• **Problem**: Go through the listing below and return each line that includes "ThumbnailUrl".
++++++++
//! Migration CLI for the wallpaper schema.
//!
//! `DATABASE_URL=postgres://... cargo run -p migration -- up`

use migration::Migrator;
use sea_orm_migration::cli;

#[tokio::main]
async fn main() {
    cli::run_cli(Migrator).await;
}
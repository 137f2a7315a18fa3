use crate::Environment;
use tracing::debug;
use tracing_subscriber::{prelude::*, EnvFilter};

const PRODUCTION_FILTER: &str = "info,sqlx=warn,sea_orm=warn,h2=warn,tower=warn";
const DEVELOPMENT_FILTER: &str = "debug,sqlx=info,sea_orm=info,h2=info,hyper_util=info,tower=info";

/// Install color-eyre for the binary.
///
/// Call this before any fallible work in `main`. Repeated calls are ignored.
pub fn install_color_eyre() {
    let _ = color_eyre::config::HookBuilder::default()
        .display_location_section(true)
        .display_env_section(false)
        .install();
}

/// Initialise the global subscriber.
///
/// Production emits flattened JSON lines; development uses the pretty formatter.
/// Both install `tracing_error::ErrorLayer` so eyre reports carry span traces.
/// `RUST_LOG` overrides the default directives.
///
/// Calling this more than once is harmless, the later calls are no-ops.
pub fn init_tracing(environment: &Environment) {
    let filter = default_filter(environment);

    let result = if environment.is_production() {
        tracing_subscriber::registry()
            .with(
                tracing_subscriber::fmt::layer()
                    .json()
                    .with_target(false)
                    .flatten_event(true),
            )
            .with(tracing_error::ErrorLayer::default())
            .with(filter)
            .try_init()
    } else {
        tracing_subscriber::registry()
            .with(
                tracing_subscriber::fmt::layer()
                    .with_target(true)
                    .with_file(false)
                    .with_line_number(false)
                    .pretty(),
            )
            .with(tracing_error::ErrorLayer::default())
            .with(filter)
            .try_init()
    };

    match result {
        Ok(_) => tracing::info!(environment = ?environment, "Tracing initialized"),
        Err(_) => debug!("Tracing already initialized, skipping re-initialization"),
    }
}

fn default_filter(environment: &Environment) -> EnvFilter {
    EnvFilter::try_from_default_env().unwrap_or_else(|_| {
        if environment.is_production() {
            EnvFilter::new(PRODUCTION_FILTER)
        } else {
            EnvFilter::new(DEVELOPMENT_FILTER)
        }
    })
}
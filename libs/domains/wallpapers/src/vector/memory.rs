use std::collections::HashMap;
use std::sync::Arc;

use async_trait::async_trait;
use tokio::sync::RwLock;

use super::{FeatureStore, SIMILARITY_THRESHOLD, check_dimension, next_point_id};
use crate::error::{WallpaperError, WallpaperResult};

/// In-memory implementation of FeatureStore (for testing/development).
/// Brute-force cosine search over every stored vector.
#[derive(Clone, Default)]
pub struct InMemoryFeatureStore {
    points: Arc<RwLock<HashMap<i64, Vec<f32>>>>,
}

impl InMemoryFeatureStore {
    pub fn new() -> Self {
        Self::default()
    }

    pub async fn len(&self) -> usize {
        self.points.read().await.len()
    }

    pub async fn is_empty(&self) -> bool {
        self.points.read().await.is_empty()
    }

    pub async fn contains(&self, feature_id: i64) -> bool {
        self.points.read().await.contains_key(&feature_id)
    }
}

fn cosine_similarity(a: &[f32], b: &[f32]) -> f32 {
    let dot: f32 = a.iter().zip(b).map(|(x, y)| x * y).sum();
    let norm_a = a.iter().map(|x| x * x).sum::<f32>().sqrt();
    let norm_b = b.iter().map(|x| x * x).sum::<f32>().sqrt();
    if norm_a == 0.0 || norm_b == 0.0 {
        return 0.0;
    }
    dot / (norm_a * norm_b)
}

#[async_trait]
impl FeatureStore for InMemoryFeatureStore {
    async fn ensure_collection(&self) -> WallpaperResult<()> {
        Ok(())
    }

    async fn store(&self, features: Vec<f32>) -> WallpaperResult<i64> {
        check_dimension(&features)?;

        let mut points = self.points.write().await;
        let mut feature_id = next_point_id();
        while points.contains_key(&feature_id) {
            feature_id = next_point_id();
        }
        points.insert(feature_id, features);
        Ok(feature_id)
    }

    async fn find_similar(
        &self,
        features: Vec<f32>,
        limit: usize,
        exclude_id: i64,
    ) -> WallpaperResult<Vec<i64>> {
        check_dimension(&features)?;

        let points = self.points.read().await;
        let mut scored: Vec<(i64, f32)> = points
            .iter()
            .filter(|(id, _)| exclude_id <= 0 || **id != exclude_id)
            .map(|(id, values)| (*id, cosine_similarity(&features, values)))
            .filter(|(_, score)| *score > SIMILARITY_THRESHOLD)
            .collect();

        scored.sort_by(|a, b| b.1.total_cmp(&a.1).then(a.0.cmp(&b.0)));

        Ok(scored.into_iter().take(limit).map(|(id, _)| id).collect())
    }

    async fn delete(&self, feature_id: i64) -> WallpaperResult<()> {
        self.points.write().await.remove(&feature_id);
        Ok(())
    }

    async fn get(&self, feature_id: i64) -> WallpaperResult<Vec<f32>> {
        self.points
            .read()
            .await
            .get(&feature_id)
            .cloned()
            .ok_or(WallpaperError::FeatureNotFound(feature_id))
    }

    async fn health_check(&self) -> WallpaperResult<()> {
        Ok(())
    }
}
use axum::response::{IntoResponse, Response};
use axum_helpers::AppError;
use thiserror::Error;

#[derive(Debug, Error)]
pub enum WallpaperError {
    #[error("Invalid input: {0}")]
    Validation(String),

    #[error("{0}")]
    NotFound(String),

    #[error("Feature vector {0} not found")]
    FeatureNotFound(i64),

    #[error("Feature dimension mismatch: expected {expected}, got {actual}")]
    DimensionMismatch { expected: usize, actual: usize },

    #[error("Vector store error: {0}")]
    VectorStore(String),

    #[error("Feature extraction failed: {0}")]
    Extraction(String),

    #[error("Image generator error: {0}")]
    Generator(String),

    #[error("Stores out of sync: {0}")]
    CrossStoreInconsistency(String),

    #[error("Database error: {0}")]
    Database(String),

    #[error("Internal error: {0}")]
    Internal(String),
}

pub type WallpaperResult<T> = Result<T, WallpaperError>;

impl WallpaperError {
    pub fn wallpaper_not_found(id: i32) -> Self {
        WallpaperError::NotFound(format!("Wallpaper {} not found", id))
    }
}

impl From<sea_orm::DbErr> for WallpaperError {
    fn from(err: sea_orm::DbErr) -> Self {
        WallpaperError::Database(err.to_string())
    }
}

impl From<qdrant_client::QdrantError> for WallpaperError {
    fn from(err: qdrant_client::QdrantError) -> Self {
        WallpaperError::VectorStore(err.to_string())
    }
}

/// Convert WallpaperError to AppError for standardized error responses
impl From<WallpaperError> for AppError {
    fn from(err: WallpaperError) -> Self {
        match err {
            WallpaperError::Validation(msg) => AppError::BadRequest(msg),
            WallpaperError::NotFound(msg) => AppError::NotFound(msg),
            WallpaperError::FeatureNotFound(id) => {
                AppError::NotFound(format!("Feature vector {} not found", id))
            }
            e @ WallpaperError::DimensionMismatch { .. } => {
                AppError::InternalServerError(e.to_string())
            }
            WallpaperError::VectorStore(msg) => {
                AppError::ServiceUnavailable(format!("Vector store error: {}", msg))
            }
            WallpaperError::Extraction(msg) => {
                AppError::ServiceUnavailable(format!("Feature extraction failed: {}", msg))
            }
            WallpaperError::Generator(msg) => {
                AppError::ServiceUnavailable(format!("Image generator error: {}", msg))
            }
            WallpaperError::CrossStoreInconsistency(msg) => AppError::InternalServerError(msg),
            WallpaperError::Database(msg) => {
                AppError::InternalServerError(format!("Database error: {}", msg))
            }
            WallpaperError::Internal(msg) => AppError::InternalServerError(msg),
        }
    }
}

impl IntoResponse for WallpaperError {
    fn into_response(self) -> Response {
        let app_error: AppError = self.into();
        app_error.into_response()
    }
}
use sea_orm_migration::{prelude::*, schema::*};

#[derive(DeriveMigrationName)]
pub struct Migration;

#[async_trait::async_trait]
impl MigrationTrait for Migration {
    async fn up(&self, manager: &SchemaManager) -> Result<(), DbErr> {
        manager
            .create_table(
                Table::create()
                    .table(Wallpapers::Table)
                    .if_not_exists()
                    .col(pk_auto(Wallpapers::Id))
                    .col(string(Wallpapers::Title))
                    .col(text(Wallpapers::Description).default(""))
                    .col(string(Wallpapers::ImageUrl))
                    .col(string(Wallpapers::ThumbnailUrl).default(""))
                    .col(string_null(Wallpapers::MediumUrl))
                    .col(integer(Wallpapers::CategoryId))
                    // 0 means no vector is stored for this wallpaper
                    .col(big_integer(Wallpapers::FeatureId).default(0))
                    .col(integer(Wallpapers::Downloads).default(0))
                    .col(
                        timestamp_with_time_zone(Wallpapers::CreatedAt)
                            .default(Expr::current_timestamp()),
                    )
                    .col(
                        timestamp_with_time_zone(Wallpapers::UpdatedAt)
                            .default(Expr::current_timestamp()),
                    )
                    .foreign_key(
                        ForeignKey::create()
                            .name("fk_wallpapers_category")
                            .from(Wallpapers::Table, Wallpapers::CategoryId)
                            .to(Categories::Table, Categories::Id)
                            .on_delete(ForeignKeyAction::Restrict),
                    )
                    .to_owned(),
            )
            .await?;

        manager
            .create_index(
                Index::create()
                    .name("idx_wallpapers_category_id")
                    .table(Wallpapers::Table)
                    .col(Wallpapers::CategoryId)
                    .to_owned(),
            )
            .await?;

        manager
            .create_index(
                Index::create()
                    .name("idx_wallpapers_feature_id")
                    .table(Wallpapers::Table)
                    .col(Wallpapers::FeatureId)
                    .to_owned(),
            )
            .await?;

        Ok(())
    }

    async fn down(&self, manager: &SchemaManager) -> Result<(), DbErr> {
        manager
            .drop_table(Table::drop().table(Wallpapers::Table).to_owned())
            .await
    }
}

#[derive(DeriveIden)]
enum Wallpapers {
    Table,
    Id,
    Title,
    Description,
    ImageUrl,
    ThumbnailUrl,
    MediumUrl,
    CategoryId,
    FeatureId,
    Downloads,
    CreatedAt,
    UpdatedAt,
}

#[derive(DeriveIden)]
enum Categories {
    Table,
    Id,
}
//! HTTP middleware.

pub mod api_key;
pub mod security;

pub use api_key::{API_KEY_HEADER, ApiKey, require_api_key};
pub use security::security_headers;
++++++++
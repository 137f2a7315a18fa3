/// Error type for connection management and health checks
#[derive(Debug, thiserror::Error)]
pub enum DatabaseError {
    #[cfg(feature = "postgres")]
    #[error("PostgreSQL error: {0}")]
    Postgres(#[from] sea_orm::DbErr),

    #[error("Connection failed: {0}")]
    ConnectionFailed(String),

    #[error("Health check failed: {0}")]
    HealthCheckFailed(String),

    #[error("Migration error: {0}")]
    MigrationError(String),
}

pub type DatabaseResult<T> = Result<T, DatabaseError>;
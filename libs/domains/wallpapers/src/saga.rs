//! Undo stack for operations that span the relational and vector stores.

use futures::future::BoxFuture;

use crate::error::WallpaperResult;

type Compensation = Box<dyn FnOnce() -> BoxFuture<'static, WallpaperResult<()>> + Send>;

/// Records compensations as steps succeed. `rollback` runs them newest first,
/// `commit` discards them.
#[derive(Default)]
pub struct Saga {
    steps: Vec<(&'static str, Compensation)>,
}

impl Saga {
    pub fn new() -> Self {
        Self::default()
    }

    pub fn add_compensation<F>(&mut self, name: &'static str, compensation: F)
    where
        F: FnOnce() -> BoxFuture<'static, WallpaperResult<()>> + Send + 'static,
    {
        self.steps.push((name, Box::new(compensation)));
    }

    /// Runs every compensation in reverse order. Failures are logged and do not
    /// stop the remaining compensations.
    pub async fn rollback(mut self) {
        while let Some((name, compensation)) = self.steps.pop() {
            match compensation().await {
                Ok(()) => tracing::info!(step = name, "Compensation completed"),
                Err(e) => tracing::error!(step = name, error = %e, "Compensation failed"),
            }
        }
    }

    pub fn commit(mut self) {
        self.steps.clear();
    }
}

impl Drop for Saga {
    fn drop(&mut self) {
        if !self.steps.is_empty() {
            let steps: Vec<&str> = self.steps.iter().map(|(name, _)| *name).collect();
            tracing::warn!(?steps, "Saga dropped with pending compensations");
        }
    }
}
++++++++
• **Answer space**:
                    .col(string(Wallpapers::ThumbnailUrl).default(""))
    ThumbnailUrl,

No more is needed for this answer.